A Kaiser Family Foundation poll found that two-thirds of Americans have an unfavorable view of the bill. That even includes one-third of Republicans and two-thirds of Republicans and Republican-leaning independents who say they are not MAGA supporters. It’s worth noting that most Americans believe that Medicaid, which would be cut by nearly a trillion dollars, is already underfunded. Yale University researchers estimate that the bill would kill 51,000 Americans annually.
But that has proved to not matter to the 47 Republicans who care more about demonstrating their fealty to Donald Trump than serving their constituents or any basic human principles. He wants a win, he wants it now, he has threatened to destroy the career of anyone who voted against the bill (in other words, him). He could care less how many people this legislation will hurt, how politically suicidal it may be both for those who voted for it or how perilous it promises to be for an economy that’s already suffering over $36 trillion in debt. As the promise of America declines, the oligarchs and the kleptocrats are feeding on the spoils.
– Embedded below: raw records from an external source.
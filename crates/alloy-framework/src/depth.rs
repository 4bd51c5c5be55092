//! Depth Calculator (component E): pure aging function for dynamic
//! injections (spec §4.4). No I/O; callable independently of the Context
//! Factory for unit testing (spec §8 invariant 6).

use alloy_core::MessageId;

/// Computes the effective insertion depth for a `latest`-anchored dynamic
/// injection.
///
/// - `last_modified_at = None`, or absent from `ordered_message_ids` →
///   `target_depth`.
/// - Else `aged = n - 1 - pos(last_modified_at)`; returns `min(aged,
///   target_depth)`.
///
/// A freshly-modified injection starts near the end of the transcript
/// (depth 0) and ages toward `target_depth` as more messages arrive.
pub fn effective_depth(
    last_modified_at: Option<&MessageId>,
    target_depth: u32,
    ordered_message_ids: &[MessageId],
) -> u32 {
    let Some(id) = last_modified_at else {
        return target_depth;
    };
    let Some(pos) = ordered_message_ids.iter().position(|m| m == id) else {
        return target_depth;
    };
    let n = ordered_message_ids.len();
    let aged = (n - 1 - pos) as u32;
    aged.min(target_depth)
}

#[cfg(test)]
mod tests {
    use super::*;

    fn ids(n: usize) -> Vec<MessageId> {
        (0..n).map(|i| MessageId::new(format!("m{i}"))).collect()
    }

    #[test]
    fn no_last_modified_returns_target() {
        let seq = ids(5);
        assert_eq!(effective_depth(None, 3, &seq), 3);
    }

    #[test]
    fn absent_last_modified_returns_target() {
        let seq = ids(5);
        let missing = MessageId::new("unknown");
        assert_eq!(effective_depth(Some(&missing), 3, &seq), 3);
    }

    #[test]
    fn ages_toward_target_as_messages_arrive() {
        let seq = ids(5);
        // last message in the sequence: aged = 5 - 1 - 4 = 0
        assert_eq!(effective_depth(Some(&seq[4]), 3, &seq), 0);
        // first message: aged = 5 - 1 - 0 = 4, clamped to target 3
        assert_eq!(effective_depth(Some(&seq[0]), 3, &seq), 3);
        // middle message: aged = 5 - 1 - 2 = 2, below target 3
        assert_eq!(effective_depth(Some(&seq[2]), 3, &seq), 2);
    }
}
//! The narrow host contract: `sendMessage`/`pinMessage`, passed through to
//! plugins untouched (spec §6).
//!
//! The core never implements this trait — the host chat-platform client
//! does, and is treated purely as an external collaborator (spec §1).

use async_trait::async_trait;
use thiserror::Error;

use crate::ids::{ChannelId, MessageId};

/// Opaque failure from the host's chat-platform client.
///
/// The core does not interpret the reason; it only propagates it to the
/// plugin that made the call.
#[derive(Debug, Clone, Error)]
#[error("host error: {0}")]
pub struct HostError(pub String);

/// Narrow contract a host chat application implements so plugins can send
/// and pin messages without the core depending on any transport.
#[async_trait]
pub trait ChatHost: Send + Sync {
    /// Sends `content` to `channel`, returning the id(s) of the sent
    /// message(s).
    async fn send_message(
        &self,
        channel: &ChannelId,
        content: &str,
    ) -> Result<Vec<MessageId>, HostError>;

    /// Pins `message` in `channel`.
    async fn pin_message(&self, channel: &ChannelId, message: &MessageId) -> Result<(), HostError>;
}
In the end, Senators Rand Paul, Thom Tillis and Susan Collins voted against it, requiring Vice President JD Vance to swoop in like a vulture to provide the 51st vote. This was a chance for the opponents of empathy, compassion and basic decency to celebrate their power to cause pain and suffering.
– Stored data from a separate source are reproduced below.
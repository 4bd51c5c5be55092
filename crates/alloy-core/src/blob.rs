//! Opaque state blobs and channel-scope metadata.
//!
//! The core never interprets blob contents (spec §9): a blob is modeled as a
//! bare [`serde_json::Value`], encoded/decoded entirely on the plugin side.

use serde::{Deserialize, Serialize};
use serde_json::Value;

use crate::ids::{ChannelId, MessageId};

/// An opaque value stored under `global` or `channel` scope.
pub type ScopedBlob = Value;

/// Ancestry and freshness metadata stored alongside a channel-scoped blob.
///
/// Written atomically with its blob (spec §3: "a reader either sees both or
/// neither").
#[derive(Debug, Clone, Default, PartialEq, Serialize, Deserialize)]
#[serde(default)]
pub struct ChannelMetadata {
    /// Message id at which this state was last modified, if any.
    #[serde(rename = "lastModifiedMessageId")]
    pub last_modified_message_id: Option<MessageId>,

    /// Set when this channel's state was copied from a parent via
    /// `parentChannelId` inheritance.
    #[serde(rename = "parentChannelId", skip_serializing_if = "Option::is_none")]
    pub parent_channel_id: Option<ChannelId>,

    /// Set when this channel's state was copied from a history-origin parent.
    #[serde(
        rename = "historyOriginChannelId",
        skip_serializing_if = "Option::is_none"
    )]
    pub history_origin_channel_id: Option<ChannelId>,
}

impl ChannelMetadata {
    /// Metadata for state with no known last-modification point and no
    /// inherited ancestry — the "not found, not inherited" case of spec
    /// §4.2 step 3.
    pub fn empty() -> Self {
        Self::default()
    }
}

/// A channel-scoped blob paired with its metadata, as read from or written
/// to `{cacheDir}/plugins/{pluginId}/channel/{channelId}.json`.
#[derive(Debug, Clone, Serialize, Deserialize)]
pub struct ChannelState {
    /// The plugin's opaque state.
    pub state: ScopedBlob,
    /// Ancestry/freshness metadata.
    pub metadata: ChannelMetadata,
}
//! Logging utilities for the Alloy plugin runtime.
//!
//! This module provides a unified logging setup using `tracing` and
//! `tracing-subscriber`.
//!
//! # Example
//!
//! ```rust,ignore
//! use alloy_runtime::logging::{LoggingBuilder, SpanEvents};
//!
//! fn main() {
//!     // Initialize with default settings
//!     LoggingBuilder::new().init();
//!
//!     // Or with span events for activation-loop lifecycle visibility
//!     LoggingBuilder::new()
//!         .directive("alloy=debug")
//!         .span_events(SpanEvents::LIFECYCLE)
//!         .init();
//! }
//! ```

use tracing_subscriber::{EnvFilter, fmt, prelude::*};

use crate::config::{LogFormat, LoggingConfig};

/// Span event configuration for logging.
///
/// Controls when span lifecycle events (entering/exiting an activation, a
/// tool call) are logged.
#[derive(Debug, Clone, Copy, Default)]
pub struct SpanEvents {
    /// Log when a span is created (entered for the first time).
    pub new: bool,
    /// Log when a span is entered.
    pub enter: bool,
    /// Log when a span is exited.
    pub exit: bool,
    /// Log when a span is closed (dropped).
    pub close: bool,
}

impl SpanEvents {
    /// No span events will be logged.
    pub const NONE: Self = Self {
        new: false,
        enter: false,
        exit: false,
        close: false,
    };

    /// Log span creation and close events.
    pub const LIFECYCLE: Self = Self {
        new: true,
        enter: false,
        exit: false,
        close: true,
    };

    /// Log all span events (new, enter, exit, close).
    pub const FULL: Self = Self {
        new: true,
        enter: true,
        exit: true,
        close: true,
    };

    /// Log only enter and exit events.
    pub const ACTIVE: Self = Self {
        new: false,
        enter: true,
        exit: true,
        close: false,
    };

    /// Convert to `tracing_subscriber::fmt::format::FmtSpan` flags.
    fn to_fmt_span(self) -> fmt::format::FmtSpan {
        let mut span = fmt::format::FmtSpan::NONE;
        if self.new {
            span |= fmt::format::FmtSpan::NEW;
        }
        if self.enter {
            span |= fmt::format::FmtSpan::ENTER;
        }
        if self.exit {
            span |= fmt::format::FmtSpan::EXIT;
        }
        if self.close {
            span |= fmt::format::FmtSpan::CLOSE;
        }
        span
    }
}

/// Initialize logging with default settings (`info`, pretty format).
///
/// # Panics
///
/// Panics if the subscriber has already been set.
pub fn init() {
    init_with_filter("info");
}

/// Initialize logging with a custom filter string, e.g.
/// `"alloy_runtime=debug,alloy_framework=trace"`.
///
/// # Panics
///
/// Panics if the subscriber has already been set.
pub fn init_with_filter(filter: &str) {
    let env_filter = EnvFilter::try_from_default_env().unwrap_or_else(|_| EnvFilter::new(filter));

    tracing_subscriber::registry()
        .with(fmt::layer())
        .with(env_filter)
        .init();
}

/// Initializes logging from a loaded [`LoggingConfig`], honoring its level,
/// format, and per-module filter overrides.
///
/// # Panics
///
/// Panics if the subscriber has already been set.
pub fn init_from_config(config: &LoggingConfig) {
    let mut filter = EnvFilter::try_from_default_env()
        .unwrap_or_else(|_| EnvFilter::new(config.level.as_str()));
    for (module, level) in &config.filters {
        if let Ok(directive) = format!("{module}={level}").parse() {
            filter = filter.add_directive(directive);
        }
    }

    match config.format {
        LogFormat::Pretty => {
            tracing_subscriber::registry()
                .with(fmt::layer().pretty())
                .with(filter)
                .init();
        }
        LogFormat::Compact => {
            tracing_subscriber::registry()
                .with(fmt::layer().compact())
                .with(filter)
                .init();
        }
        LogFormat::Json => {
            tracing_subscriber::registry()
                .with(fmt::layer().json())
                .with(filter)
                .init();
        }
    }
}

/// Try to initialize logging, returning an error instead of panicking.
pub fn try_init() -> Result<(), Box<dyn std::error::Error + Send + Sync>> {
    try_init_with_filter("info")
}

/// Try to initialize logging with a custom filter.
pub fn try_init_with_filter(filter: &str) -> Result<(), Box<dyn std::error::Error + Send + Sync>> {
    let env_filter = EnvFilter::try_from_default_env().unwrap_or_else(|_| EnvFilter::new(filter));

    tracing_subscriber::registry()
        .with(fmt::layer())
        .with(env_filter)
        .try_init()
        .map_err(|e| Box::new(e) as Box<dyn std::error::Error + Send + Sync>)
}

/// Creates a default `EnvFilter` for Alloy components:
/// - `alloy_runtime=info`
/// - `alloy_framework=info`
/// - `alloy_core=debug`
pub fn default_alloy_filter() -> EnvFilter {
    EnvFilter::try_from_default_env().unwrap_or_else(|_| {
        EnvFilter::new("info")
            .add_directive("alloy_runtime=info".parse().unwrap())
            .add_directive("alloy_framework=info".parse().unwrap())
            .add_directive("alloy_core=debug".parse().unwrap())
    })
}

/// Initialize logging with Alloy defaults.
pub fn init_alloy() {
    tracing_subscriber::registry()
        .with(fmt::layer())
        .with(default_alloy_filter())
        .init();
}

/// A builder for configuring logging.
///
/// # Example
///
/// ```rust,ignore
/// use alloy_runtime::logging::{LoggingBuilder, SpanEvents};
/// use tracing::Level;
///
/// LoggingBuilder::new()
///     .with_level(Level::DEBUG)
///     .with_span_events(SpanEvents::LIFECYCLE)
///     .with_target(true)
///     .init();
/// ```
#[derive(Default)]
pub struct LoggingBuilder {
    directives: Vec<String>,
    level: Option<tracing::Level>,
    span_events: SpanEvents,
    with_target: bool,
    with_thread_ids: bool,
    with_file: bool,
    with_line_number: bool,
    json: bool,
}

impl LoggingBuilder {
    /// Create a new logging builder.
    pub fn new() -> Self {
        Self::default()
    }

    /// Set the global log level.
    pub fn with_level(mut self, level: tracing::Level) -> Self {
        self.level = Some(level);
        self
    }

    /// Add a filter directive, e.g. `"alloy_framework=trace"`.
    pub fn directive(mut self, directive: &str) -> Self {
        self.directives.push(directive.to_string());
        self
    }

    /// Configure span events for activation/tool-call lifecycle visibility.
    pub fn span_events(mut self, events: SpanEvents) -> Self {
        self.span_events = events;
        self
    }

    /// Alias for `span_events`.
    pub fn with_span_events(mut self, events: SpanEvents) -> Self {
        self.span_events = events;
        self
    }

    /// Include the target (module path) in log output.
    pub fn with_target(mut self, enabled: bool) -> Self {
        self.with_target = enabled;
        self
    }

    /// Include thread IDs in log output.
    pub fn with_thread_ids(mut self, enabled: bool) -> Self {
        self.with_thread_ids = enabled;
        self
    }

    /// Include file names in log output.
    pub fn with_file(mut self, enabled: bool) -> Self {
        self.with_file = enabled;
        self
    }

    /// Include line numbers in log output.
    pub fn with_line_number(mut self, enabled: bool) -> Self {
        self.with_line_number = enabled;
        self
    }

    /// Enable JSON output format.
    pub fn json(mut self) -> Self {
        self.json = true;
        self
    }

    /// Build the filter from directives.
    fn build_filter(&self) -> EnvFilter {
        let base_filter = if let Some(level) = self.level {
            let level_str = match level {
                tracing::Level::TRACE => "trace",
                tracing::Level::DEBUG => "debug",
                tracing::Level::INFO => "info",
                tracing::Level::WARN => "warn",
                tracing::Level::ERROR => "error",
            };
            level_str.to_string()
        } else {
            "info".to_string()
        };

        let mut filter =
            EnvFilter::try_from_default_env().unwrap_or_else(|_| EnvFilter::new(&base_filter));

        for directive in &self.directives {
            if let Ok(d) = directive.parse() {
                filter = filter.add_directive(d);
            }
        }

        filter
    }

    /// Build the fmt layer with configured options.
    fn build_fmt_layer<S>(&self) -> fmt::Layer<S>
    where
        S: tracing::Subscriber + for<'a> tracing_subscriber::registry::LookupSpan<'a>,
    {
        fmt::layer()
            .with_span_events(self.span_events.to_fmt_span())
            .with_target(self.with_target)
            .with_thread_ids(self.with_thread_ids)
            .with_file(self.with_file)
            .with_line_number(self.with_line_number)
    }

    /// Initialize the logging system.
    pub fn init(self) {
        let filter = self.build_filter();

        if self.json {
            tracing_subscriber::registry()
                .with(
                    fmt::layer()
                        .json()
                        .with_span_events(self.span_events.to_fmt_span()),
                )
                .with(filter)
                .init();
            return;
        }

        tracing_subscriber::registry()
            .with(self.build_fmt_layer())
            .with(filter)
            .init();
    }

    /// Try to initialize the logging system, returning an error on failure.
    pub fn try_init(self) -> Result<(), Box<dyn std::error::Error + Send + Sync>> {
        let filter = self.build_filter();

        if self.json {
            return tracing_subscriber::registry()
                .with(
                    fmt::layer()
                        .json()
                        .with_span_events(self.span_events.to_fmt_span()),
                )
                .with(filter)
                .try_init()
                .map_err(|e| Box::new(e) as Box<dyn std::error::Error + Send + Sync>);
        }

        tracing_subscriber::registry()
            .with(self.build_fmt_layer())
            .with(filter)
            .try_init()
            .map_err(|e| Box::new(e) as Box<dyn std::error::Error + Send + Sync>)
    }
}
Now the bill returns to the House, where the Republicans will make a show of opposing it. But in this hypnotized climate—in which fear, intimidation and sadistic pleasure in causing destruction rule—it’s hard to imagine that there are enough House Republicans that would dare to kill the bill and displease their leader.
If a version of this bill ends up being signed into law, we can look ahead to increased poverty, food insecurity, hunger, death and dying by the most vulnerable among us. We can expect to see a significant expansion of illegal and inhumane arrests and deportations.
This is a tragedy, a heartbreak. But I hope it will motivate each of us to deepen our commitment to overcoming this cruel regime in whatever way we can, including taking to the streets in protest. This is a day for outrage and sadness, but we can’t let it discourage us from the job ahead. We have nothing less than a country to save.
The elected Trump cult has proven that they have surrendered all principle to serve their master. We need to prove that their days in power are numbered.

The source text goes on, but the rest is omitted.